Summarizing the situation, one could say that although there is “demand” for research on North Korea, the quality of the “supply” of such research is not very high. This lack of sufficient research has resulted in a situation where much of the statistical information circulating on North Korea has not been properly verified and is therefore inaccurate or incorrect. It is against this background that in this column I would like to present two concrete examples from my Ph.D. dissertation (Moon 2008): figures on the number of North Korean military personnel and figures on the number of famine victims.

Number of military personnel

Since the country established its armed forces in 1963, North Korea has not published the number of military personnel.

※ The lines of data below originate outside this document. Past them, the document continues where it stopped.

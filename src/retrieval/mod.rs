//! Hybrid retrieval pipeline
//!
//! Composable stages over a shared per-execution context: vector and graph
//! recall, multi-source fusion, intent-adaptive reweighting, semantic
//! reranking, and MMR diversity filtering. Stages are pure transforms from
//! (query, prior results, context) to a new result list, so presets can
//! reorder and recombine them freely.

mod factory;
mod pipeline;
pub mod stages;

pub use factory::{PipelineFactory, Preset};
pub use pipeline::{PipelineError, RetrievalPipeline, Stage};

use ahash::AHashMap;
use serde::{Deserialize, Serialize};
use std::sync::Mutex;

/// Which retrieval channel produced a result
#[derive(Debug, Clone, Copy, PartialEq, Eq, Hash, Serialize, Deserialize)]
#[serde(rename_all = "snake_case")]
pub enum ResultSource {
    /// Embedding similarity recall
    Vector,
    /// Entity-graph recall
    Graph,
    /// Produced by merging multiple channels
    Fusion,
}

impl ResultSource {
    pub fn as_str(&self) -> &'static str {
        match self {
            ResultSource::Vector => "vector",
            ResultSource::Graph => "graph",
            ResultSource::Fusion => "fusion",
        }
    }
}

/// A retrieved document with relevance score and provenance metadata
///
/// Result lists are owned per execution and never mutated in place: each
/// stage builds a new list from its input.
#[derive(Debug, Clone, Serialize, Deserialize)]
pub struct RetrievalResult {
    /// Document identifier
    pub doc_id: String,

    /// Document content (may be empty when hydration happens downstream)
    pub content: String,

    /// Relevance score, kept within a [0, 1]-comparable range
    pub score: f32,

    /// Channel that produced this result
    pub source: ResultSource,

    /// Provenance tags: always `"stage"`, optionally `"hop_distance"`,
    /// `"matched_entities"`, and per-source fusion contributions
    #[serde(default)]
    pub metadata: AHashMap<String, serde_json::Value>,
}

impl RetrievalResult {
    pub fn new(
        doc_id: impl Into<String>,
        content: impl Into<String>,
        score: f32,
        source: ResultSource,
    ) -> Self {
        Self {
            doc_id: doc_id.into(),
            content: content.into(),
            score,
            source,
            metadata: AHashMap::new(),
        }
    }

    /// Tag the result with its producing stage (chainable)
    pub fn with_stage(mut self, stage: &str) -> Self {
        self.metadata
            .insert("stage".to_string(), serde_json::json!(stage));
        self
    }

    pub fn with_metadata(mut self, key: &str, value: serde_json::Value) -> Self {
        self.metadata.insert(key.to_string(), value);
        self
    }

    /// Name of the producing stage, if tagged
    pub fn stage(&self) -> Option<&str> {
        self.metadata.get("stage").and_then(|v| v.as_str())
    }

    /// Hop distance for graph-expanded results
    pub fn hop_distance(&self) -> Option<u64> {
        self.metadata.get("hop_distance").and_then(|v| v.as_u64())
    }
}

/// Extension key under which `IntentAdaptiveStage` records the detected intent
pub const INTENT_KEY: &str = "intent";

/// Per-execution context shared by all stages of one pipeline run
///
/// The fixed fields are read-only for stages; the extension map is the open
/// area for inter-stage signaling. It sits behind a mutex so logically
/// concurrent recall stages can share `&PipelineContext`; the lock is only
/// held for map access and never across an await point.
#[derive(Debug)]
pub struct PipelineContext {
    /// Query text for this execution
    pub query: String,

    /// Result count requested by the caller
    pub top_k: usize,

    /// Caller-supplied backend filters, passed through to recall stages
    pub filters: Option<serde_json::Value>,

    extensions: Mutex<AHashMap<String, serde_json::Value>>,
}

impl PipelineContext {
    pub fn new(query: impl Into<String>, top_k: usize, filters: Option<serde_json::Value>) -> Self {
        Self {
            query: query.into(),
            top_k,
            filters,
            extensions: Mutex::new(AHashMap::new()),
        }
    }

    /// Write an extension value
    pub fn set_extension(&self, key: &str, value: serde_json::Value) {
        self.extensions
            .lock()
            .unwrap()
            .insert(key.to_string(), value);
    }

    /// Read an extension value
    pub fn extension(&self, key: &str) -> Option<serde_json::Value> {
        self.extensions.lock().unwrap().get(key).cloned()
    }

    /// Intent recorded by `IntentAdaptiveStage`, if any
    pub fn intent(&self) -> Option<String> {
        self.extension(INTENT_KEY)
            .and_then(|v| v.as_str().map(|s| s.to_string()))
    }
}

While the late chairman Kim Il Sung claimed in 1963 that North Korea had the highest ratio of military personnel in the population overall among socialist countries, he did not mention the absolute number. For that reason, it has been necessary to rely on estimates of the number of North Korean military personnel.

A representative example is The Military Balance published annually by the International Institute of Strategic Studies in Britain. The data in The Military Balance are also formally used by the Japanese government. For example, looking at the Ministry of Foreign Affair's web page on North Korea – http://www.mofa.go.jp/mofaj/area/n_korea/ (in Japanese) – this gives the following numbers on North Korea's military strength: the ground forces have 1,020,000 personnel, the navy 60,000, and the air force 11,000, with the 2011 edition of The Military Balance cited as the source for this information. However, no clear explanation is provided in The Military Balance as to how these figures were obtained and the Japanese government also probably simply quoted them without proper verification.

In actual fact, North Korea has indirectly “published” the number of military personnel. However, it appears that this is not well known. Specifically, North Korea has implemented two population censuses – one at the end of 1993 and one on October 1, 2008. The censuses were supported by the United Nations Population Fund and South Korea's Foundation for Inter-Korean Cooperation, in return for which North Korea was obliged to report the census data. Looking at the published aggregate results of the censuses, an oddity emerges: the sum of the populations by administrative district and the figure for the total population do not match up. The population overall is greater than the sum of the populations by administrative district. The discrepancy in the 1993 census is 691,027 persons, while in the 2008 census, it is 702,373 persons. This means that roughly 700,000 people are not registered in administrative districts.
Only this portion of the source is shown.